I have a triathlon the weekend after this half marathon I am training for and I won't be doing anything specific for it other than swimming at the pool and cycling either on the trainer or outside if it ever warms up enough to do so. I don't build up. I don't taper. When I swim I swim for 45-60 minutes and when I cycle I cycle for about an hour. C'est tout.

Maybe it's because a triathlon is three different activities, and none of them too long. I never worry much about finishing because I know that I can fairly easily complete each of those distances on their own. And if I slow down a bit, I have enough energy to complete them in a row.

I could never just go out and wing a half marathon. Run a few 10k runs and then somehow pull off twice that on race day. I've been running this distance for years and have never once thought it was remotely easy to do. Even the training knocks me out.

And yet every triathlon I have done has been done without following any kind of triathlon training plan. I just swim, cycle and run and then, on race day, do them one after the other wearing a special outfit.

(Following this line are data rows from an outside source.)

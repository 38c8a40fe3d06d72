//! Frame construction, rasterization and SVG output.

/// CPU rasterization.
pub mod cpu;
/// Text layout, effect application and viewport fitting.
pub mod frame;
/// SVG document output.
pub mod svg;
//! Effect stages: pure `Scene -> Scene` transforms applied in list order.

/// HSL recoloring.
pub mod color;
/// Wave displacement along path normals.
pub mod distortion;
/// Effect kinds, parameter records and their declared ranges.
pub mod model;
/// Offset, rotated, fading copies.
pub mod multiply;
/// Stroke styling.
pub mod outline;
/// Ordered application of an effect list.
pub mod pipeline;
/// Polyline subdivision of every outline.
pub mod subdivide;
use super::*;
use crate::effects::model::{EffectKind, EffectParams, MultiplyParams};
use crate::glyph::provider::{GlyphOutline, MemoryOutlineProvider};
use crate::path::command::{parse, serialize};
use crate::scene::model::Paint;

fn provider() -> MemoryOutlineProvider {
    let mut p = MemoryOutlineProvider::new(100.0);
    p.insert('a', parse("M0 0 L50 0 L50 70 L0 70 Z"), 60.0)
        .insert(' ', Vec::new(), 30.0);
    p
}

fn opts() -> RenderOpts {
    RenderOpts {
        font_size: 100.0,
        padding: 10.0,
        foreground: "black".to_owned(),
    }
}

struct BrokenFont;

impl GlyphOutlineProvider for BrokenFont {
    fn units_per_em(&self) -> f64 {
        1000.0
    }

    fn glyph(&self, _ch: char) -> GlyphfxResult<Option<GlyphOutline>> {
        Err(GlyphfxError::font("font not loaded"))
    }
}

#[test]
fn glyphs_are_flipped_onto_the_baseline_and_advanced() {
    let frame = render_frame("a a", &provider(), false, &[], &opts()).unwrap();
    let groups = &frame.scene.groups;
    assert_eq!(groups.len(), 3);
    assert_eq!(
        serialize(&groups[0].layers[0].outlines[0].commands),
        "M0 100 L50 100 L50 30 L0 30 Z"
    );
    assert!(groups[1].layers[0].outlines.is_empty());
    // 'a' advances 60, the space 30.
    assert_eq!(
        serialize(&groups[2].layers[0].outlines[0].commands),
        "M90 100 L140 100 L140 30 L90 30 Z"
    );
    assert_eq!(groups[0].layers[0].outlines[0].style, Style::filled("black"));
}

#[test]
fn viewport_is_padded_union_of_bounds() {
    let frame = render_frame("aa", &provider(), false, &[], &opts()).unwrap();
    assert_eq!(
        frame.viewport,
        Viewport {
            x: -10.0,
            y: 20.0,
            width: 130.0,
            height: 90.0
        }
    );
}

#[test]
fn wireframe_strokes_with_the_foreground() {
    let frame = render_frame("a", &provider(), true, &[], &opts()).unwrap();
    let style = &frame.scene.groups[0].layers[0].outlines[0].style;
    assert_eq!(style.fill, Paint::None);
    assert_eq!(style.stroke, Paint::color("black"));
    assert_eq!(style.stroke_width, 1.0);
    assert_eq!(frame.viewport.x, -10.5);
    assert_eq!(frame.viewport.width, 71.0);
}

#[test]
fn missing_glyphs_keep_their_slot() {
    let frame = render_frame("?a", &provider(), false, &[], &opts()).unwrap();
    assert_eq!(frame.scene.groups[0].ch, '?');
    assert!(frame.scene.groups[0].bounds().is_none());
    // Missing glyph advances half an em.
    let b = frame.scene.groups[1].bounds().unwrap();
    assert_eq!(b.x0, 50.0);
}

#[test]
fn nothing_drawable_falls_back_to_default_viewport() {
    let frame = render_frame("  ?", &provider(), false, &[], &opts()).unwrap();
    assert_eq!(frame.viewport, Viewport::DEFAULT);
    let frame = render_frame("", &provider(), false, &[], &opts()).unwrap();
    assert_eq!(frame.viewport, Viewport::DEFAULT);
}

#[test]
fn effects_run_before_fitting() {
    let effects = vec![Effect::new(
        "m",
        EffectParams::Multiply(MultiplyParams {
            count: 2.0,
            offset_x: 20.0,
            offset_y: 0.0,
            rotation: 0.0,
            opacity_decay: 0.5,
        }),
    )];
    let frame = render_frame("a", &provider(), false, &effects, &opts()).unwrap();
    assert_eq!(frame.scene.groups[0].layers.len(), 2);
    assert_eq!(frame.viewport.width, 90.0);

    let mut disabled = Effect::with_defaults("m", EffectKind::Multiply);
    disabled.enabled = false;
    let frame = render_frame("a", &provider(), false, &[disabled], &opts()).unwrap();
    assert_eq!(frame.scene.groups[0].layers.len(), 1);
}

#[test]
fn provider_failure_is_an_error() {
    let err = render_frame("a", &BrokenFont, false, &[], &opts()).unwrap_err();
    assert!(matches!(err, GlyphfxError::Font(_)));
}

#[test]
fn invalid_font_size_is_rejected() {
    let mut o = opts();
    o.font_size = 0.0;
    assert!(render_frame("a", &provider(), false, &[], &o).is_err());
}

Is that weird? Do other people religiously follow triathlon training plans the way I follow half-marathon ones?

I have an Olympic distance triathlon coming up in July. The first and only other time I have done that distance I did not follow a training plan. I just took it one activity at a time and tried not to burn out before the finish. I didn't burn out and it went fairly well.

Should I try following an actual training plan this time? If so, why? I'm open to it of course but if my triathlon goals are to a) finish and finish strong and b) have fun doing it, then do I need to do any more than what I'm doing?

I do all three sports because I like them and they help keep me healthy. I string them all together on race days and call myself a triathlete because it's fun and I really enjoy it.

Why make it any more complicated than that?

Thursday, April 23, 2015

A Little Trust Goes a Long Way

I was thinking a bit about trust yesterday.

I was thinking about it as I sat at the hair salon having my hair coloured and cut.

I was thinking about it because to both of the wonderful ladies who take care of me, I said the same thing: "I trust you. Do whatever you think would look nice"

I came out with a new chopped hairdo with lovely highlights for spring.

I could have come out hating what they had done but I knew without a doubt that they would have fun but leave me feeling good about what they had done rather than horrified.

Some people I trust completely.

If they give me a running schedule to follow, I follow it without question.

If they recommend a product, I go out and buy the big bottle without even trying it first.

If they tell me to read a book, I buy the hardcover rather than take it out from the library, because I know I'm going to love it.

They know me well enough to know what will and won't work and I know them well enough to know that they know that.

Other people might give me a workout routine and I'll say a sincere thank you and then go home and change it to suit my personal taste.

The thing is that I'm pretty sure if I had my hair cut by someone that I didn't trust and they gave me the exact same haircut that I got yesterday, I probably wouldn't like it as much. But because it was cut by someone who listens, knows me and respects my boundaries, I love it.

So it's not so much about the haircut as the person cutting it.

Strange how that works eh?

All that to say that I got my hair cut yesterday, that I make up my own half marathon training plans but always ask Doug for feedback on them, and that I'll read any book my mom tells me to read.

Wednesday, April 22, 2015

(De)hydration experiments

Last Saturday I did my 18k training run for the Niagara Falls Women's Half Marathon I'm doing in June.

After the 16k run the week before, when my ears plugged and my blood pressure tanked, I decided to be a little more focused on hydration.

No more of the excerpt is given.